* **Task statement**
From the line containing "pub fn answer_refine_messages(draft: &str, sources_text: &str)" down to the last line of the records below, give every line again without any change.

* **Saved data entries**
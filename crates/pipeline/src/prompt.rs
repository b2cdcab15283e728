use model::{ChatMessage, GenerationParams};

/// Domain model: longer drafts, conservative sampling.
pub const DRAFT_PARAMS: GenerationParams = GenerationParams {
    max_new_tokens: 768,
    temperature: 0.2,
};

/// Refiner: short JSON-only output, slightly warmer sampling.
pub const REFINE_PARAMS: GenerationParams = GenerationParams {
    max_new_tokens: 384,
    temperature: 0.3,
};

const SYSTEM_MEDICAL: &str = r#"You are a medical domain LLM focused on India. Be accurate, evidence-oriented, and conservative.
Prefer Indian brand/generic names and typical OTC availability. When unsure, say you are unsure and
advise consulting a licensed doctor. Units: mg, mL; frequencies: OD/BID/TID/QID or plain English.
Avoid inventing doses. Flag common red-flags (chest pain, breathlessness, high fever >39°C,
dehydration, LOC, pregnancy concerns, pediatric <5y)."#;

const PRESCRIPTION_DRAFT_INSTRUCTIONS: &str = r#"Task: Read the OCR text of an Indian prescription and produce a clear, concise PARAGRAPH summary
that mentions patient (if present), diagnosis/complaints (if present), medicines (as written),
and any timing/food instructions. Do NOT attempt to format JSON. If handwriting is unclear, say so."#;

const QUERY_ASSISTANT_INSTRUCTIONS: &str = r#"Answer the patient's question in a clinically conservative, India-specific way. Produce a concise
PARAGRAPH draft answer (not JSON). If available, USE the provided context which may include a
structured prescription summary (patient name, diagnosis, medicines with dose/frequency/duration,
instructions). Consider potential interactions, contraindications, timing with food/milk, and
follow-up advice. If personalised judgement is needed, give general safety guidance and advise
consulting a doctor. Be explicit when evidence is limited. Keep tone neutral and kind."#;

const REFINER_SYSTEM: &str = r#"You refine clinical drafts into final, user-facing JSON according to the specified schema.
Keep facts intact and avoid adding unsupported clinical claims."#;

const REFINER_TO_PRESCRIPTION_JSON: &str = r#"You will receive a PARAGRAPH draft produced by a medical model from OCR text of a prescription.
Transform it into STRICT JSON with this schema (and nothing else):

{
  "patient_name": string|null,
  "diagnosis_or_complaints": string|null,
  "medicines": [
    {"name": string, "dosage": string|null, "frequency": string|null, "duration": string|null, "instructions": string|null}
  ],
  "tests_or_followup": string|null,
  "red_flags": string|null,
  "generic_advice": string|null,
  "disclaimer": string
}

Rules:
- Use exactly the above keys.
- Keep brand names as written; add generic in parentheses only if unambiguous in the draft.
- Normalize frequencies like 1-0-1 -> "morning and night".
- If unknown/unclear, set the field to null (do NOT guess).
- Output MUST be one JSON object only. No markdown, no backticks, no extra text."#;

const REFINER_TO_ANSWER_JSON: &str = r#"You will receive a PARAGRAPH clinical draft answer. Transform it into STRICT JSON with this schema:

{
  "answer": string,
  "safety": {
    "disclaimer": string,
    "emergency": string,
    "version": "v1"
  },
  "sources": string[]
}

Rules:
- "answer" must be clear, friendly, and accurate for India. Do NOT add new clinical claims; only rephrase/summarize.
- Always include a short disclaimer and India emergency hint ("If this is an emergency in India, call 112 or visit the nearest emergency department.").
- "sources": include any short context strings passed in; if none are given, use an empty array.
- Output MUST be one JSON object only. No markdown, no backticks, no extra text."#;

pub fn summarize_draft_messages(ocr_text: &str) -> Vec<ChatMessage> {
    vec![
        ChatMessage::system(SYSTEM_MEDICAL),
        ChatMessage::user(format!(
            "{PRESCRIPTION_DRAFT_INSTRUCTIONS}\n\nOCR_TEXT:\n{ocr_text}"
        )),
    ]
}

pub fn qa_draft_messages(query: &str, context_text: &str) -> Vec<ChatMessage> {
    vec![
        ChatMessage::system(SYSTEM_MEDICAL),
        ChatMessage::user(format!(
            "{QUERY_ASSISTANT_INSTRUCTIONS}\n\nQUESTION:\n{query}\n\nCONTEXT:\n{context_text}"
        )),
    ]
}

pub fn prescription_refine_messages(draft: &str) -> Vec<ChatMessage> {
    vec![
        ChatMessage::system(REFINER_SYSTEM),
        ChatMessage::user(format!(
            "{REFINER_TO_PRESCRIPTION_JSON}\n\nDRAFT_PARAGRAPH:\n{draft}"
        )),
    ]
}

pub fn answer_refine_messages(draft: &str, sources_text: &str) -> Vec<ChatMessage> {
    vec![
        ChatMessage::system(REFINER_SYSTEM),
        ChatMessage::user(format!(
            "{REFINER_TO_ANSWER_JSON}\n\nDRAFT_PARAGRAPH:\n{draft}\n\nSOURCES:\n{sources_text}"
        )),
    ]
}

* **Written answer**
pub fn answer_refine_messages(draft: &str, sources_text: &str) -> Vec<ChatMessage> {
    vec![
        ChatMessage::system(REFINER_SYSTEM),
        ChatMessage::user(format!(
            "{REFINER_TO_ANSWER_JSON}\n\nDRAFT_PARAGRAPH:\n{draft}\n\nSOURCES:\n{sources_text}"
        )),
    ]
}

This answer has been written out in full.